_Assignment:_ Identify each line below that contains the word "before", and copy it out.

(Records for this task Opens)

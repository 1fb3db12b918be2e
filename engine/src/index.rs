//! Full-text index over declared text fields.
//!
//! The index keeps term → document-id postings for the declared fields
//! (`title` by default). It is owned by the store and updated under the
//! store's write lock, so it is always consistent with the collection.
//!
//! # Tokenizer
//!
//! Text is lowercased, decomposed (NFD) with combining marks dropped, and
//! split on every non-alphanumeric character. `"Ångström Notes"` yields the
//! terms `angstrom` and `notes`.

use crate::{Document, RecordId};
use std::collections::{BTreeMap, BTreeSet, HashMap};
use unicode_normalization::{char::is_combining_mark, UnicodeNormalization};

/// Fields indexed when no explicit set is declared.
pub const DEFAULT_INDEXED_FIELDS: &[&str] = &["title"];

/// Split text into folded search terms.
pub fn tokenize(text: &str) -> Vec<String> {
    let folded: String = text
        .to_lowercase()
        .nfd()
        .filter(|c| !is_combining_mark(*c))
        .collect();

    folded
        .split(|c: char| !c.is_alphanumeric())
        .filter(|term| !term.is_empty())
        .map(str::to_owned)
        .collect()
}

/// Prefix-searchable inverted index.
#[derive(Debug, Clone)]
pub struct FullTextIndex {
    fields: Vec<String>,
    postings: BTreeMap<String, BTreeSet<RecordId>>,
    terms: HashMap<RecordId, BTreeSet<String>>,
}

impl Default for FullTextIndex {
    fn default() -> Self {
        Self::new(DEFAULT_INDEXED_FIELDS.iter().copied())
    }
}

impl FullTextIndex {
    /// Create an empty index over the given fields.
    pub fn new<I, S>(fields: I) -> Self
    where
        I: IntoIterator<Item = S>,
        S: Into<String>,
    {
        Self {
            fields: fields.into_iter().map(Into::into).collect(),
            postings: BTreeMap::new(),
            terms: HashMap::new(),
        }
    }

    /// The indexed field names.
    pub fn fields(&self) -> &[String] {
        &self.fields
    }

    /// Replace the postings of a document with its current terms.
    ///
    /// Tombstones end up with no postings.
    pub fn reindex(&mut self, document: &Document) {
        self.remove(&document.id);
        if document.deleted {
            return;
        }

        let mut terms = BTreeSet::new();
        for field in &self.fields {
            if let Some(text) = document.str_field(field) {
                terms.extend(tokenize(text));
            }
        }
        if terms.is_empty() {
            return;
        }

        for term in &terms {
            self.postings
                .entry(term.clone())
                .or_default()
                .insert(document.id.clone());
        }
        self.terms.insert(document.id.clone(), terms);
    }

    /// Remove every posting of a document.
    pub fn remove(&mut self, id: &str) {
        let Some(terms) = self.terms.remove(id) else {
            return;
        };
        for term in terms {
            if let Some(ids) = self.postings.get_mut(&term) {
                ids.remove(id);
                if ids.is_empty() {
                    self.postings.remove(&term);
                }
            }
        }
    }

    /// Drop all postings and index the given documents.
    pub fn rebuild<'a>(&mut self, documents: impl IntoIterator<Item = &'a Document>) {
        self.postings.clear();
        self.terms.clear();
        for document in documents {
            self.reindex(document);
        }
    }

    /// Documents with a term starting with every token of `query`.
    ///
    /// A query without tokens matches nothing.
    pub fn search(&self, query: &str) -> BTreeSet<RecordId> {
        let mut result: Option<BTreeSet<RecordId>> = None;

        for token in tokenize(query) {
            let matches = self.prefix_matches(&token);
            result = Some(match result {
                Some(acc) => acc.intersection(&matches).cloned().collect(),
                None => matches,
            });
            if result.as_ref().is_some_and(BTreeSet::is_empty) {
                break;
            }
        }

        result.unwrap_or_default()
    }

    fn prefix_matches(&self, prefix: &str) -> BTreeSet<RecordId> {
        self.postings
            .range(prefix.to_owned()..)
            .take_while(|(term, _)| term.starts_with(prefix))
            .flat_map(|(_, ids)| ids.iter().cloned())
            .collect()
    }

    /// Terms currently indexed for a document.
    pub fn terms_for(&self, id: &str) -> Option<&BTreeSet<String>> {
        self.terms.get(id)
    }

    /// Number of distinct terms.
    pub fn term_count(&self) -> usize {
        self.postings.len()
    }
}
//! The replication task.
//!
//! A [`Replicator`] owns one spawned session. The session feeds
//! [`ReplicationMachine`] with the outcome of every network call and performs
//! the action it answers with. Stop is observed around each network call and
//! timer; a pulled page is always applied in full, one atomic `put` per
//! document.

use super::machine::{Action, Event, ReplicationMachine, ReplicationState, RetryPolicy};
use super::{FailureCause, ReplicationStatus, StatusPublisher, SyncFailure};
use crate::config::ReplicationOptions;
use crate::storage::CheckpointStore;
use crate::transport::Transport;
use std::future::Future;
use std::sync::Arc;
use std::time::Duration;
use tideline_engine::{
    apply_remote, Change, Error, PullRequest, PushRequest, RecordStore, RemoteApply,
};
use tokio::sync::{watch, Notify};
use tokio::task::JoinHandle;
use tokio::time::{self, Instant};

/// Everything a session shares with the rest of the notebook.
#[derive(Clone)]
pub struct SyncContext {
    pub store: Arc<RecordStore>,
    pub checkpoints: Arc<dyn CheckpointStore>,
    pub status: Arc<StatusPublisher>,
    /// Notified on every local write
    pub wake: Arc<Notify>,
    /// Optional reachability feed gating retries
    pub reachability: Option<watch::Receiver<bool>>,
}

/// Handle on a running replication session.
#[derive(Debug)]
pub struct Replicator {
    stop: watch::Sender<bool>,
    task: JoinHandle<()>,
    status: Arc<StatusPublisher>,
}

impl Replicator {
    /// Spawn a session on the current tokio runtime.
    pub fn spawn(
        context: SyncContext,
        transport: Arc<dyn Transport>,
        options: ReplicationOptions,
    ) -> Self {
        let (stop, stop_rx) = watch::channel(false);
        let status = context.status.clone();
        let session = Session::new(context, transport, options, stop_rx);
        let task = tokio::spawn(session.run());

        Self { stop, task, status }
    }

    /// Whether the session ended on its own (one-shot done or gave up).
    pub fn is_finished(&self) -> bool {
        self.task.is_finished()
    }

    /// Stop the session and wait for it to end.
    pub async fn stop(self) {
        let _ = self.stop.send(true);
        if let Err(e) = self.task.await {
            tracing::warn!(error = %e, "replication task ended abnormally");
        }

        let current = self.status.current();
        if current.state != ReplicationState::Stopped {
            self.status.publish(ReplicationStatus {
                state: ReplicationState::Stopped,
                retry_in: None,
                ..current
            });
        }
    }
}

/// Why an exchange ended early.
enum Interrupt {
    Stopped,
    Failed(SyncFailure),
}

impl From<Error> for Interrupt {
    fn from(err: Error) -> Self {
        Interrupt::Failed(SyncFailure::from(err))
    }
}

struct Session {
    machine: ReplicationMachine,
    store: Arc<RecordStore>,
    checkpoints: Arc<dyn CheckpointStore>,
    status: Arc<StatusPublisher>,
    wake: Arc<Notify>,
    reachability: Option<watch::Receiver<bool>>,
    transport: Arc<dyn Transport>,
    options: ReplicationOptions,
    stop: watch::Receiver<bool>,
    last_contact: Instant,
}

/// Resolves once stop is requested or the handle is gone.
async fn stop_requested(stop: &mut watch::Receiver<bool>) {
    loop {
        if *stop.borrow_and_update() {
            return;
        }
        if stop.changed().await.is_err() {
            return;
        }
    }
}

/// Run `future` unless stop is requested first.
async fn guarded<F: Future>(stop: &mut watch::Receiver<bool>, future: F) -> Option<F::Output> {
    tokio::select! {
        biased;
        _ = stop_requested(stop) => None,
        output = future => Some(output),
    }
}

impl Session {
    fn new(
        context: SyncContext,
        transport: Arc<dyn Transport>,
        options: ReplicationOptions,
        stop: watch::Receiver<bool>,
    ) -> Self {
        Self {
            machine: ReplicationMachine::new(
                RetryPolicy::from_options(&options),
                options.continuous,
            ),
            store: context.store,
            checkpoints: context.checkpoints,
            status: context.status,
            wake: context.wake,
            reachability: context.reachability,
            transport,
            options,
            stop,
            last_contact: Instant::now(),
        }
    }

    async fn run(mut self) {
        tracing::info!(
            direction = ?self.options.direction,
            continuous = self.options.continuous,
            "replication starting"
        );
        let mut action = self.handle(Event::Start);

        loop {
            let event = match action {
                Action::Connect => match self.connect().await {
                    Some(event) => event,
                    None => break,
                },
                Action::Exchange => match self.exchange().await {
                    Ok(()) => Event::ExchangeCompleted,
                    Err(Interrupt::Failed(failure)) => Event::Failed(failure),
                    Err(Interrupt::Stopped) => break,
                },
                Action::Wait(delay) => match self.wait(delay).await {
                    Some(event) => event,
                    None => break,
                },
                Action::Idle => match self.idle().await {
                    Some(event) => event,
                    None => break,
                },
                Action::Halt => {
                    tracing::info!(state = ?self.machine.state(), "replication session ended");
                    return;
                }
                Action::Ignore => {
                    self.fault();
                    return;
                }
            };
            action = self.handle(event);
        }

        self.handle(Event::Stop);
        tracing::info!("replication stopped");
    }

    /// Feed the machine and publish a status when anything observable moved.
    fn handle(&mut self, event: Event) -> Action {
        let before = (self.machine.state(), self.machine.failures());
        let failed = matches!(event, Event::Failed(_));
        let action = self.machine.on_event(event);

        let retry_in = match action {
            Action::Wait(delay) => Some(delay),
            _ => None,
        };
        if let Some(failure) = self.machine.last_error().filter(|_| failed) {
            tracing::warn!(
                attempt = self.machine.failures(),
                retry_in = ?retry_in,
                error = %failure,
                "replication attempt failed"
            );
        }
        if failed || before != (self.machine.state(), self.machine.failures()) {
            self.status
                .publish(ReplicationStatus::from_machine(&self.machine, retry_in));
        }
        action
    }

    /// The machine rejected an event the session produced itself.
    fn fault(&mut self) {
        let state = self.machine.state();
        tracing::warn!(?state, "replication machine ignored a session event");
        self.machine.fault(SyncFailure::new(
            FailureCause::Protocol,
            format!("internal error: unexpected event in state {state:?}"),
        ));
        self.status
            .publish(ReplicationStatus::from_machine(&self.machine, None));
    }

    async fn connect(&mut self) -> Option<Event> {
        let result = guarded(&mut self.stop, self.transport.handshake()).await?;
        Some(match result {
            Ok(handshake) => {
                self.last_contact = Instant::now();
                tracing::info!(endpoint = %handshake.node_id, "connected to sync endpoint");
                Event::HandshakeSucceeded
            }
            Err(e) => Event::Failed(SyncFailure::from(Error::from(e))),
        })
    }

    async fn wait(&mut self, delay: Duration) -> Option<Event> {
        guarded(&mut self.stop, time::sleep(delay)).await?;

        if let Some(reachability) = self.reachability.as_mut() {
            let reachable = async {
                // A dropped feed no longer gates anything
                let _ = reachability.wait_for(|up| *up).await;
            };
            guarded(&mut self.stop, reachable).await?;
        }
        Some(Event::RetryElapsed)
    }

    async fn idle(&mut self) -> Option<Event> {
        loop {
            let heartbeat_at = self.last_contact + self.options.heartbeat;
            let poll = self.options.poll_interval;
            let pulls = self.options.direction.pulls();

            tokio::select! {
                biased;
                _ = stop_requested(&mut self.stop) => return None,
                _ = self.wake.notified() => return Some(Event::Woken),
                _ = time::sleep(poll), if pulls => return Some(Event::Woken),
                _ = time::sleep_until(heartbeat_at) => {}
            }

            let result = guarded(&mut self.stop, self.transport.heartbeat()).await?;
            match result {
                Ok(()) => {
                    self.last_contact = Instant::now();
                    tracing::debug!("heartbeat");
                }
                Err(e) => return Some(Event::Failed(SyncFailure::from(Error::from(e)))),
            }
        }
    }

    async fn exchange(&mut self) -> Result<(), Interrupt> {
        let mut checkpoint = self.checkpoints.load()?;
        let batch_size = self.options.batch_size.max(1);

        if self.options.direction.pushes() {
            loop {
                let batch = self.store.changes_since(checkpoint.pushed_seq, batch_size)?;
                let Some(last_seq) = batch.last().map(|d| d.metadata.seq) else {
                    break;
                };
                let full = batch.len() == batch_size;
                let request = PushRequest {
                    node_id: self.store.node_id().clone(),
                    changes: batch.iter().map(Change::from).collect(),
                };

                let response = guarded(&mut self.stop, self.transport.push(&request))
                    .await
                    .ok_or(Interrupt::Stopped)?
                    .map_err(Error::from)?;
                self.last_contact = Instant::now();

                tracing::debug!(
                    sent = request.changes.len(),
                    accepted = response.accepted.len(),
                    rejected = response.rejected.len(),
                    "pushed batch"
                );
                for rejected in &response.rejected {
                    tracing::debug!(
                        id = %rejected.id,
                        winning_updated_at = rejected.winning_updated_at,
                        reason = %rejected.reason,
                        "endpoint kept its copy"
                    );
                }

                checkpoint.pushed_seq = last_seq;
                self.checkpoints.save(&checkpoint)?;
                if !full {
                    break;
                }
            }
        }

        if self.options.direction.pulls() {
            loop {
                let request = PullRequest::new(checkpoint.pulled, batch_size);
                let page = guarded(&mut self.stop, self.transport.pull(request))
                    .await
                    .ok_or(Interrupt::Stopped)?
                    .map_err(Error::from)?;
                self.last_contact = Instant::now();

                let mut applied = 0usize;
                let mut kept = 0usize;
                for change in page.changes.iter().cloned() {
                    let id = change.id.clone();
                    match apply_remote(&self.store, &change.into_document()) {
                        Ok(RemoteApply::Applied { .. }) => applied += 1,
                        Ok(RemoteApply::LocalKept(_)) => kept += 1,
                        Ok(RemoteApply::Unchanged) => {}
                        Err(e @ Error::StorageFault(_)) => return Err(e.into()),
                        Err(e) => {
                            tracing::warn!(%id, error = %e, "skipping remote change");
                        }
                    }
                }
                tracing::debug!(
                    received = page.changes.len(),
                    applied,
                    kept_local = kept,
                    checkpoint = page.checkpoint,
                    "pulled page"
                );

                if page.has_more && page.checkpoint <= request.since {
                    return Err(Interrupt::Failed(SyncFailure::new(
                        FailureCause::Protocol,
                        format!("pull checkpoint stuck at {}", page.checkpoint),
                    )));
                }
                checkpoint.pulled = page.checkpoint;
                self.checkpoints.save(&checkpoint)?;
                if !page.has_more {
                    break;
                }
            }
        }

        Ok(())
    }
}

(Records for this task Closes)

_Result:_
        let before = (self.machine.state(), self.machine.failures());
        if failed || before != (self.machine.state(), self.machine.failures()) {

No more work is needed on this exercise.